***** EXTRACTED ENTRIES *****
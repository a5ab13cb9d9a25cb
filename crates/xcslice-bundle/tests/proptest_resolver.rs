//! Property-based tests for slice selection and binary naming.

#![allow(non_snake_case)]

use proptest::prelude::*;
use std::path::PathBuf;
use std::sync::Arc;
use xcslice_bundle::{BundleResolver, LibraryKind, MemoryFileSystem, library::binary_name};
use xcslice_bundle::{AvailableLibrary, BundleManifest};
use xcslice_core::{CollectingSink, ResolveError, Status};

const ROOT: &str = "/bundles/Prop.xcframework";

fn manifest_xml(count: usize) -> String {
    let entries: String = (0..count)
        .map(|index| {
            format!(
                "<dict>\
                 <key>LibraryIdentifier</key><string>ios-arm64-{index}</string>\
                 <key>LibraryPath</key><string>libprop{index}.dylib</string>\
                 <key>SupportedArchitectures</key><array><string>arm64</string></array>\
                 </dict>"
            )
        })
        .collect();
    format!(
        "<?xml version=\"1.0\" encoding=\"UTF-8\"?>\
         <plist version=\"1.0\"><dict>\
         <key>AvailableLibraries</key><array>{entries}</array>\
         </dict></plist>"
    )
}

fn binary(index: usize) -> String {
    format!("{ROOT}/ios-arm64-{index}/libprop{index}.dylib")
}

fn bundle(present: &[bool]) -> MemoryFileSystem {
    let mut fs = MemoryFileSystem::new();
    fs.add_file(format!("{ROOT}/Info.plist"), manifest_xml(present.len()));
    for (index, _) in present.iter().enumerate().filter(|(_, present)| **present) {
        fs.add_file(binary(index), b"binary".to_vec());
    }
    fs
}

fn library_at(path: &str) -> Option<AvailableLibrary> {
    let xml = format!(
        "<?xml version=\"1.0\" encoding=\"UTF-8\"?>\
         <plist version=\"1.0\"><dict>\
         <key>AvailableLibraries</key><array><dict>\
         <key>LibraryIdentifier</key><string>ios-arm64</string>\
         <key>LibraryPath</key><string>{path}</string>\
         <key>SupportedArchitectures</key><array><string>arm64</string></array>\
         </dict></array></dict></plist>"
    );
    BundleManifest::from_bytes(xml.as_bytes(), &PathBuf::from("Info.plist"))
        .ok()
        .and_then(|manifest| manifest.libraries.into_iter().next())
}

proptest! {
    #[test]
    fn proptest_resolve_selects_first_present_slice(
        present in prop::collection::vec(any::<bool>(), 1..8)
    ) {
        let sink = Arc::new(CollectingSink::new());
        let resolver = BundleResolver::with_file_system(bundle(&present), sink.clone());

        let result = resolver.resolve(ROOT, Status::Required, None);

        match present.iter().position(|present| *present) {
            Some(first) => {
                let metadata = result.unwrap();
                prop_assert_eq!(metadata.primary_binary_path, PathBuf::from(binary(first)));
                prop_assert_eq!(sink.len(), first);
            }
            None => {
                let is_not_found = matches!(result, Err(ResolveError::ArchitectureNotFound { .. }));
                prop_assert!(is_not_found);
                prop_assert_eq!(sink.len(), present.len());
            }
        }
    }

    #[test]
    fn proptest_resolve_is_deterministic(
        present in prop::collection::vec(any::<bool>(), 1..8)
    ) {
        let sink = Arc::new(CollectingSink::new());
        let resolver = BundleResolver::with_file_system(bundle(&present), sink.clone());

        let first = resolver.resolve(ROOT, Status::Optional, None).ok();
        let first_warnings = sink.take();
        let second = resolver.resolve(ROOT, Status::Optional, None).ok();
        let second_warnings = sink.take();

        prop_assert_eq!(first, second);
        prop_assert_eq!(first_warnings, second_warnings);
    }

    #[test]
    fn proptest_binary_name_strips_lib_prefix(name in "[A-Za-z][A-Za-z0-9_]{0,15}") {
        let archive = library_at(&format!("lib{name}.a")).unwrap();
        let dylib = library_at(&format!("lib{name}.dylib")).unwrap();
        let framework = library_at(&format!("{name}.framework")).unwrap();

        prop_assert_eq!(archive.kind, LibraryKind::StaticArchive);
        prop_assert_eq!(binary_name(&archive), name.clone());
        prop_assert_eq!(binary_name(&dylib), name.clone());
        prop_assert_eq!(binary_name(&framework), name);
    }

    #[test]
    fn proptest_binary_name_never_empty(stem in "[A-Za-z0-9_]{1,12}") {
        let library = library_at(&format!("{stem}.a")).unwrap();

        prop_assert!(!binary_name(&library).is_empty());
    }
}
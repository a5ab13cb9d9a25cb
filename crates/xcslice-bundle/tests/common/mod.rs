//! On-disk bundle fixtures shared by integration tests.

#![allow(dead_code)]

use plist::{Dictionary, Value};
use std::fs;
use std::path::{Path, PathBuf};
use tempfile::TempDir;

/// One manifest entry.
pub struct Slice {
    pub identifier: &'static str,
    pub path: &'static str,
    pub platform: Option<&'static str>,
    pub variant: Option<&'static str>,
    pub architectures: &'static [&'static str],
    pub mergeable: Option<bool>,
}

impl Slice {
    pub fn new(
        identifier: &'static str,
        path: &'static str,
        architectures: &'static [&'static str],
    ) -> Self {
        Self {
            identifier,
            path,
            platform: None,
            variant: None,
            architectures,
            mergeable: None,
        }
    }

    pub fn platform(mut self, platform: &'static str) -> Self {
        self.platform = Some(platform);
        self
    }

    pub fn simulator(mut self) -> Self {
        self.variant = Some("simulator");
        self
    }

    pub fn mergeable(mut self, mergeable: bool) -> Self {
        self.mergeable = Some(mergeable);
        self
    }

    fn binary_name(&self) -> String {
        let stem = Path::new(self.path)
            .file_stem()
            .unwrap()
            .to_string_lossy()
            .into_owned();
        if self.path.ends_with(".framework") {
            stem
        } else {
            stem.strip_prefix("lib").unwrap_or(&stem).to_string()
        }
    }

    /// Binary path relative to the bundle root.
    pub fn binary(&self) -> String {
        if self.path.ends_with(".framework") {
            format!("{}/{}/{}", self.identifier, self.path, self.binary_name())
        } else {
            format!("{}/{}", self.identifier, self.path)
        }
    }

    /// Macro path relative to the bundle root.
    pub fn macro_binary(&self) -> String {
        if self.path.ends_with(".framework") {
            format!("{}/{}/Macros/{}", self.identifier, self.path, self.binary_name())
        } else {
            format!("{}/Macros/{}", self.identifier, self.binary_name())
        }
    }

    fn to_value(&self) -> Value {
        let mut dict = Dictionary::new();
        dict.insert(
            "LibraryIdentifier".to_string(),
            Value::String(self.identifier.to_string()),
        );
        dict.insert("LibraryPath".to_string(), Value::String(self.path.to_string()));
        dict.insert(
            "SupportedArchitectures".to_string(),
            Value::Array(
                self.architectures
                    .iter()
                    .map(|arch| Value::String((*arch).to_string()))
                    .collect(),
            ),
        );
        if let Some(platform) = self.platform {
            dict.insert(
                "SupportedPlatform".to_string(),
                Value::String(platform.to_string()),
            );
        }
        if let Some(variant) = self.variant {
            dict.insert(
                "SupportedPlatformVariant".to_string(),
                Value::String(variant.to_string()),
            );
        }
        if let Some(mergeable) = self.mergeable {
            dict.insert("MergeableMetadata".to_string(), Value::Boolean(mergeable));
        }
        Value::Dictionary(dict)
    }
}

/// A bundle written into a temporary directory.
pub struct BundleFixture {
    _temp_dir: TempDir,
    pub root: PathBuf,
    pub slices: Vec<Slice>,
}

impl BundleFixture {
    /// Write the manifest (XML) and every slice binary.
    pub fn new(name: &str, slices: Vec<Slice>) -> Self {
        Self::with_format(name, slices, false)
    }

    /// Write the manifest in binary property list format.
    pub fn binary_manifest(name: &str, slices: Vec<Slice>) -> Self {
        Self::with_format(name, slices, true)
    }

    fn with_format(name: &str, slices: Vec<Slice>, binary: bool) -> Self {
        let temp_dir = TempDir::new().unwrap();
        let root = temp_dir.path().join(name);
        fs::create_dir_all(&root).unwrap();

        let mut manifest = Dictionary::new();
        manifest.insert(
            "AvailableLibraries".to_string(),
            Value::Array(slices.iter().map(Slice::to_value).collect()),
        );
        manifest.insert(
            "CFBundlePackageType".to_string(),
            Value::String("XFWK".to_string()),
        );
        manifest.insert(
            "XCFrameworkFormatVersion".to_string(),
            Value::String("1.0".to_string()),
        );
        let manifest = Value::Dictionary(manifest);
        let manifest_path = root.join("Info.plist");
        if binary {
            manifest.to_file_binary(&manifest_path).unwrap();
        } else {
            manifest.to_file_xml(&manifest_path).unwrap();
        }

        let fixture = Self {
            _temp_dir: temp_dir,
            root,
            slices,
        };
        for slice in &fixture.slices {
            fixture.touch(&slice.binary());
        }
        fixture
    }

    /// Create an empty file at a bundle-relative path.
    pub fn touch(&self, relative: &str) -> PathBuf {
        let path = self.root.join(relative);
        fs::create_dir_all(path.parent().unwrap()).unwrap();
        fs::write(&path, b"").unwrap();
        path
    }

    /// Delete a bundle-relative file.
    pub fn remove(&self, relative: &str) {
        fs::remove_file(self.root.join(relative)).unwrap();
    }

    pub fn path(&self, relative: &str) -> PathBuf {
        self.root.join(relative)
    }
}

pub fn framework_slices(framework: &'static str) -> Vec<Slice> {
    vec![
        Slice::new("ios-x86_64-simulator", framework, &["x86_64"])
            .platform("ios")
            .simulator(),
        Slice::new("ios-arm64", framework, &["arm64"]).platform("ios"),
    ]
}

pub fn my_math_slices() -> Vec<Slice> {
    vec![
        Slice::new("ios-arm64", "libmymath_ios.dylib", &["arm64"]),
        Slice::new(
            "ios-arm64_x86_64-simulator",
            "libmymath_ios_sim.dylib",
            &["arm64", "x86_64"],
        ),
        Slice::new(
            "macos-arm64_x86_64",
            "libmymath_macos.dylib",
            &["arm64", "x86_64"],
        ),
    ]
}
*****
EXERCISE GOAL:
When you reach the line that contains "use std::sync::Arc;", stop; that line and every line before it, from the very first line of the data, should be restated word for word.

TASK ANSWER:
repository a5ab13cb9d9a25cb
filename crates/xcslice-bundle/tests/proptest_resolver.rs
//! Property-based tests for slice selection and binary naming.

#![allow(non_snake_case)]

use proptest::prelude::*;
use std::path::PathBuf;
use std::sync::Arc;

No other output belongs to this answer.